Supplemental Figure S3. Confocal immunofluoresecence staining in porcine RPE-choroid
punches (dia=6mm) (a and c), and porcine RPE transwell cultures (b and d), stained for Na+/K+ATPase alpha (green) and ZO-1 (orange) in a and b; Bestrophin-1 (green) and CD36 (red) in c
and d. In each panel the leftmost image is a merge of the separate channels shown to the right.
En face (x-y) views of optical section (z slice) close to the apical (a and b) and basal (c and d)
RPE plasma membrane are shown, respectively. (a-d) Location of the optical section is indicated
with a yellow line in the x-z view (lower panels). Location of the x-z view (z stack) is in turn
indicated with a yellow line on the en face view (upper panels). (a and b) Na+/K+-ATPase alpha
staining is apical in both porcine RPE-choroid and porcine RPE transwell cultures. (c and d) The
majority of Bestrophin-1 staining is localized to the basal membrane. In addition, some lateral
(side) Bestrophin-1 staining localized along cell borders (en face view in c and d) accounted for
the majority of the apparent staining in the apical portion of the x-z view (lower panels in c and
d). CD36 is found localized both apically and basolaterally. Z-stack is composed of 33 and 31
(a-b) or 33 (c-d) optical sections spaced 0.25 µm apart and imaged using a 100X oil immersion
objective. Ap = Apical, Bl = Basal.
Supplemental Figure S4. Effects of cell culture insert pore size on barrier function and
ultrastructure of pRPE cultures. (a) TEER was measured in 3.5-wk-old primary pRPE
monolayers grown on cell culture inserts with different pore sizes. SEM is indicated, three to
fourteen replicates per pore size. Dashed line indicates representative transepithelial electrical
resistance (TEER) (43±5 Ωcm2) in ARPE-19 cultures on 0.4 µm cell culture inserts1. *** p <
0.001. (b-c) Electron micrographs of porcine RPE cells grown on 1.0 µm pore cell culture insert
(b) Area close to the basolateral membrane is shown. Asterisks indicate multivesicular
endosomes (MVEs) containing vesicles with sizes corresponding to exosomes. Inset shows one
of the MVEs at higher magnification where the individual vesicles can be seen more clearly. (c)

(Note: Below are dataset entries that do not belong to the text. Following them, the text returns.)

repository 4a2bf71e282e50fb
pub mod date;
use chrono::NaiveDate;
use std::collections::BTreeSet;

/// Decides which calendar dates can still be edited.
///
/// A date is disabled when it lies in the future or when the backend already
/// holds a finalized submission for it.
#[derive(Debug, Clone, Default, PartialEq, Eq)]
pub struct DateAvailabilityPolicy {
    uploaded: BTreeSet<NaiveDate>,
}

impl DateAvailabilityPolicy {
    pub fn new(uploaded: impl IntoIterator<Item = NaiveDate>) -> Self {
        Self {
            uploaded: uploaded.into_iter().collect(),
        }
    }

    pub fn is_disabled(&self, date: NaiveDate, today: NaiveDate) -> bool {
        date > today || self.uploaded.contains(&date)
    }

    pub fn is_uploaded(&self, date: NaiveDate) -> bool {
        self.uploaded.contains(&date)
    }

    pub fn uploaded_dates(&self) -> &BTreeSet<NaiveDate> {
        &self.uploaded
    }

    /// Replace the uploaded set with a fresh copy from the backend.
    pub fn replace_uploaded(&mut self, dates: impl IntoIterator<Item = NaiveDate>) {
        self.uploaded = dates.into_iter().collect();
    }
}
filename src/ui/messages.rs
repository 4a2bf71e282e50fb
//! User-facing status lines for the CLI. Diagnostics go through `tracing`.

use std::fmt;

const RESET: &str = "\x1b[0m";
const BOLD: &str = "\x1b[1m";

#[derive(Debug, Clone, Copy)]
enum Tone {
    Success,
    Warning,
    Error,
}

impl Tone {
    fn color(self) -> &'static str {
        match self {
            Tone::Success => "\x1b[32m",
            Tone::Warning => "\x1b[33m",
            Tone::Error => "\x1b[31m",
        }
    }

    fn icon(self) -> &'static str {
        match self {
            Tone::Success => "✅",
            Tone::Warning => "⚠️",
            Tone::Error => "❌",
        }
    }
}

fn line<T: fmt::Display>(tone: Tone, msg: T) -> String {
    format!("{}{}{} {}{}", tone.color(), BOLD, tone.icon(), RESET, msg)
}

pub fn success<T: fmt::Display>(msg: T) {
    println!("{}", line(Tone::Success, msg));
}

pub fn warning<T: fmt::Display>(msg: T) {
    eprintln!("{}", line(Tone::Warning, msg));
}

pub fn error<T: fmt::Display>(msg: T) {
    eprintln!("{}", line(Tone::Error, msg));
}
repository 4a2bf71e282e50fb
use crate::errors::{AppError, AppResult};
use serde::{Deserialize, Serialize};
use std::fmt;

/// Lunch break length. Only the picker values are representable.
#[derive(Debug, Clone, Copy, PartialEq, Eq, Hash, Default, Serialize, Deserialize)]
#[serde(try_from = "u32", into = "u32")]
pub enum LunchBreak {
    #[default]
    None,
    Quarter,
    Half,
    ThreeQuarters,
    Hour,
}

impl LunchBreak {
    pub const ALL: [LunchBreak; 5] = [
        LunchBreak::None,
        LunchBreak::Quarter,
        LunchBreak::Half,
        LunchBreak::ThreeQuarters,
        LunchBreak::Hour,
    ];

    pub fn minutes(&self) -> u32 {
        match self {
            LunchBreak::None => 0,
            LunchBreak::Quarter => 15,
            LunchBreak::Half => 30,
            LunchBreak::ThreeQuarters => 45,
            LunchBreak::Hour => 60,
        }
    }

    pub fn from_minutes(minutes: u32) -> Option<Self> {
        match minutes {
            0 => Some(LunchBreak::None),
            15 => Some(LunchBreak::Quarter),
            30 => Some(LunchBreak::Half),
            45 => Some(LunchBreak::ThreeQuarters),
            60 => Some(LunchBreak::Hour),
            _ => None,
        }
    }

    /// Helper: parse CLI/UI input such as `30` or `30 min`
    pub fn parse(s: &str) -> AppResult<Self> {
        let trimmed = s.trim().trim_end_matches("min").trim();
        trimmed
            .parse::<u32>()
            .ok()
            .and_then(Self::from_minutes)
            .ok_or_else(|| AppError::InvalidLunch(s.to_string()))
    }
}

impl TryFrom<u32> for LunchBreak {
    type Error = AppError;

    fn try_from(value: u32) -> Result<Self, Self::Error> {
        Self::from_minutes(value).ok_or_else(|| AppError::InvalidLunch(value.to_string()))
    }
}

impl From<LunchBreak> for u32 {
    fn from(value: LunchBreak) -> Self {
        value.minutes()
    }
}

impl fmt::Display for LunchBreak {
    fn fmt(&self, f: &mut fmt::Formatter<'_>) -> fmt::Result {
        write!(f, "{} min", self.minutes())
    }
}
use crate::errors::{AppError, AppResult};
use chrono::{NaiveTime, Timelike};
use regex::Regex;
use serde::{Deserialize, Deserializer, Serialize, Serializer};
use std::fmt;
use std::str::FromStr;
use std::sync::OnceLock;

/// A time of day as shown in the pickers: `9:00 AM`, `12:10 PM`, ...
#[derive(Debug, Clone, Copy, PartialEq, Eq, PartialOrd, Ord, Hash)]
pub struct TimeSlot(NaiveTime);

fn label_re() -> &'static Regex {
    static RE: OnceLock<Regex> = OnceLock::new();
    RE.get_or_init(|| {
        Regex::new(r"^(?i)\s*(\d{1,2}):(\d{2})\s*(AM|PM)\s*$").expect("static regex is valid")
    })
}

impl TimeSlot {
    pub fn from_hm(hour: u32, minute: u32) -> Option<Self> {
        NaiveTime::from_hms_opt(hour, minute, 0).map(Self)
    }

    pub fn time(&self) -> NaiveTime {
        self.0
    }

    /// Parse a 12-hour label (`h:mm AM|PM`).
    pub fn parse(label: &str) -> AppResult<Self> {
        let caps = label_re()
            .captures(label)
            .ok_or_else(|| AppError::InvalidTime(label.to_string()))?;

        let hour12: u32 = caps[1]
            .parse()
            .map_err(|_| AppError::InvalidTime(label.to_string()))?;
        let minute: u32 = caps[2]
            .parse()
            .map_err(|_| AppError::InvalidTime(label.to_string()))?;
        if !(1..=12).contains(&hour12) {
            return Err(AppError::InvalidTime(label.to_string()));
        }

        let pm = caps[3].eq_ignore_ascii_case("PM");
        let hour = match (hour12, pm) {
            (12, false) => 0,
            (12, true) => 12,
            (h, false) => h,
            (h, true) => h + 12,
        };

        Self::from_hm(hour, minute).ok_or_else(|| AppError::InvalidTime(label.to_string()))
    }

    pub fn label(&self) -> String {
        let hour = self.0.hour();
        let period = if hour >= 12 { "PM" } else { "AM" };
        let display_hour = match hour % 12 {
            0 => 12,
            h => h,
        };
        format!("{}:{:02} {}", display_hour, self.0.minute(), period)
    }
}

impl fmt::Display for TimeSlot {
    fn fmt(&self, f: &mut fmt::Formatter<'_>) -> fmt::Result {
        f.write_str(&self.label())
    }
}

impl FromStr for TimeSlot {
    type Err = AppError;

    fn from_str(s: &str) -> Result<Self, Self::Err> {
        TimeSlot::parse(s)
    }
}

impl Serialize for TimeSlot {
    fn serialize<S: Serializer>(&self, serializer: S) -> Result<S::Ok, S::Error> {
        serializer.serialize_str(&self.label())
    }
}

impl<'de> Deserialize<'de> for TimeSlot {
    fn deserialize<D: Deserializer<'de>>(deserializer: D) -> Result<Self, D::Error> {
        let s = String::deserialize(deserializer)?;
        TimeSlot::parse(&s).map_err(serde::de::Error::custom)
    }
}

Apical microvilli and basal infoldings (inset) can clearly be seen, indicating terminal
differentiation of RPE cells in these cultures. Inset shows several basal infoldings at higher
magnification of the area in the lower right corner of the image. Scale bars are 500 nm (b) and 1
µm (c), respectively.
Supplemental Figure S5. Size distribution of EVs released from polarized RPE monolayers.
(a) EVs released apically from polarized RPE grown on cell culture inserts with 0.4 µm (red and
cyan traces) and 1.0 µm pore sizes (orange and light cyan traces). EVs released under B-27- (red
and orange) and FBS-supplemented culture conditions (cyan and light cyan) are indicated. Note
that the modal particle size is very similar between all of the apically released EVs. (b) EVs
released basolaterally from polarized RPE grown on cell culture inserts with 0.4 µm (black and
green traces) and 1.0 µm pore sizes (gray and light green traces). EVs released under B-27(black and gray) and FBS-supplemented culture conditions (green and light green) are indicated.
Note that the modal particle size is very similar between all of the basolaterally released EVs.
Size distributions displayed are averages of three or more separate experiments.
References
1
Ablonczy, Z. et al. Human retinal pigment epithelium cells as functional models for the RPE in
vivo. Invest Ophthalmol Vis Sci 52, 8614-8620, doi:10.1167/iovs.11-8021 (2011).